• Brief:
Copy nothing but the lines below running from the line containing "pub fn set_auxiliary(&mut" through the line containing "let extra: Vec<_> = self", both end lines included.

• Supplied material:
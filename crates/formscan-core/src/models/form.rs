//! Bound form data and the pipeline output record.

use std::collections::BTreeMap;
use std::fmt;

use serde::ser::SerializeMap;
use serde::{Deserialize, Serialize, Serializer};

/// Value bound to one template field.
#[derive(Debug, Clone, PartialEq, Eq, Serialize, Deserialize)]
#[serde(untagged)]
pub enum BoundValue {
    /// Text-like fields.
    Text(String),
    /// Checkbox fields.
    Flag(bool),
    /// Dynamic-list fields.
    List(Vec<String>),
}

impl BoundValue {
    /// The "unset" sentinel for text fields.
    pub fn empty() -> Self {
        Self::Text(String::new())
    }

    /// Whether the value counts as filled: non-empty text, `true`, or a non-empty list.
    pub fn is_filled(&self) -> bool {
        match self {
            Self::Text(s) => !s.is_empty(),
            Self::Flag(b) => *b,
            Self::List(items) => !items.is_empty(),
        }
    }

    pub fn as_text(&self) -> Option<&str> {
        match self {
            Self::Text(s) => Some(s),
            _ => None,
        }
    }

    pub fn as_flag(&self) -> Option<bool> {
        match self {
            Self::Flag(b) => Some(*b),
            _ => None,
        }
    }

    pub fn as_list(&self) -> Option<&[String]> {
        match self {
            Self::List(items) => Some(items),
            _ => None,
        }
    }
}

impl fmt::Display for BoundValue {
    fn fmt(&self, f: &mut fmt::Formatter<'_>) -> fmt::Result {
        match self {
            Self::Text(s) => f.write_str(s),
            Self::Flag(b) => write!(f, "{}", b),
            Self::List(items) => f.write_str(&items.join("; ")),
        }
    }
}

impl From<&str> for BoundValue {
    fn from(value: &str) -> Self {
        Self::Text(value.to_string())
    }
}

impl From<String> for BoundValue {
    fn from(value: String) -> Self {
        Self::Text(value)
    }
}

impl From<bool> for BoundValue {
    fn from(value: bool) -> Self {
        Self::Flag(value)
    }
}

impl From<Vec<String>> for BoundValue {
    fn from(value: Vec<String>) -> Self {
        Self::List(value)
    }
}

/// Detected attributes merged into a bound record without being declared fields.
#[derive(Debug, Clone, Copy, PartialEq, Eq, PartialOrd, Ord, Hash)]
pub enum AuxiliaryAttribute {
    SelectedType,
    ProcedureCategory,
    SectorAdministration,
    TargetCategory,
}

impl AuxiliaryAttribute {
    /// Key under which the attribute is merged into the record.
    pub fn key(&self) -> &'static str {
        match self {
            Self::SelectedType => "selectedType",
            Self::ProcedureCategory => "procedureCategory",
            Self::SectorAdministration => "sectorAdministration",
            Self::TargetCategory => "targetCategory",
        }
    }
}

/// Values bound onto a template's fields, in template order.
#[derive(Debug, Clone, Default, PartialEq)]
pub struct BoundFormData {
    fields: Vec<(String, BoundValue)>,
    auxiliary: BTreeMap<AuxiliaryAttribute, String>,
}

impl BoundFormData {
    pub fn new() -> Self {
        Self::default()
    }

    /// Set a field value, keeping the original position if the field already exists.
    pub fn insert_field(&mut self, name: impl Into<String>, value: BoundValue) {
        let name = name.into();
        match self.fields.iter_mut().find(|(n, _)| *n == name) {
            Some((_, slot)) => *slot = value,
            None => self.fields.push((name, value)),
        }
    }

    pub fn field(&self, name: &str) -> Option<&BoundValue> {
        self.fields.iter().find(|(n, _)| n == name).map(|(_, v)| v)
    }

    /// Text value of a field, if it is a text field.
    pub fn text(&self, name: &str) -> Option<&str> {
        self.field(name).and_then(BoundValue::as_text)
    }

    pub fn fields(&self) -> impl Iterator<Item = (&str, &BoundValue)> {
        self.fields.iter().map(|(n, v)| (n.as_str(), v))
    }

    pub fn field_count(&self) -> usize {
        self.fields.len()
    }

    pub fn set_auxiliary(&mut self, attribute: AuxiliaryAttribute, value: impl Into<String>) {
        self.auxiliary.insert(attribute, value.into());
    }

    pub fn auxiliary(&self, attribute: AuxiliaryAttribute) -> Option<&str> {
        self.auxiliary.get(&attribute).map(String::as_str)
    }

    pub fn auxiliaries(&self) -> impl Iterator<Item = (AuxiliaryAttribute, &str)> {
        self.auxiliary.iter().map(|(a, v)| (*a, v.as_str()))
    }
}

impl FromIterator<(String, BoundValue)> for BoundFormData {
    fn from_iter<T: IntoIterator<Item = (String, BoundValue)>>(iter: T) -> Self {
        let mut data = Self::new();
        for (name, value) in iter {
            data.insert_field(name, value);
        }
        data
    }
}

/// Serialized as one flat record: declared fields first, then auxiliary
/// attributes that do not collide with a declared field name.
impl Serialize for BoundFormData {
    fn serialize<S: Serializer>(&self, serializer: S) -> Result<S::Ok, S::Error> {
        let extra: Vec<_> = self
            .auxiliary
            .iter()
            .filter(|(a, _)| self.field(a.key()).is_none())
            .collect();

        let mut map = serializer.serialize_map(Some(self.fields.len() + extra.len()))?;
        for (name, value) in &self.fields {
            map.serialize_entry(name, value)?;
        }
        for (attribute, value) in extra {
            map.serialize_entry(attribute.key(), value)?;
        }
        map.end()
    }
}

/// Output handed to the consuming layer after one extraction.
#[derive(Debug, Clone, PartialEq, Serialize)]
#[serde(rename_all = "camelCase")]
pub struct ExtractionOutput {
    /// Id of the template the fields were bound to.
    pub template_id: String,

    /// Bound fields plus auxiliary attributes.
    pub bound_fields: BoundFormData,

    #[serde(skip_serializing_if = "Option::is_none")]
    pub detected_type: Option<String>,

    #[serde(skip_serializing_if = "Option::is_none")]
    pub detected_category: Option<String>,

    #[serde(skip_serializing_if = "Option::is_none")]
    pub detected_administration: Option<String>,

    pub detected_audience: String,

    pub filled_count: usize,

    pub total_count: usize,
}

• Result:
    pub fn set_auxiliary(&mut self, attribute: AuxiliaryAttribute, value: impl Into<String>) {
        self.auxiliary.insert(attribute, value.into());
    }

    pub fn auxiliary(&self, attribute: AuxiliaryAttribute) -> Option<&str> {
        self.auxiliary.get(&attribute).map(String::as_str)
    }

    pub fn auxiliaries(&self) -> impl Iterator<Item = (AuxiliaryAttribute, &str)> {
        self.auxiliary.iter().map(|(a, v)| (*a, v.as_str()))
    }
}

impl FromIterator<(String, BoundValue)> for BoundFormData {
    fn from_iter<T: IntoIterator<Item = (String, BoundValue)>>(iter: T) -> Self {
        let mut data = Self::new();
        for (name, value) in iter {
            data.insert_field(name, value);
        }
        data
    }
}

/// Serialized as one flat record: declared fields first, then auxiliary
/// attributes that do not collide with a declared field name.
impl Serialize for BoundFormData {
    fn serialize<S: Serializer>(&self, serializer: S) -> Result<S::Ok, S::Error> {
        let extra: Vec<_> = self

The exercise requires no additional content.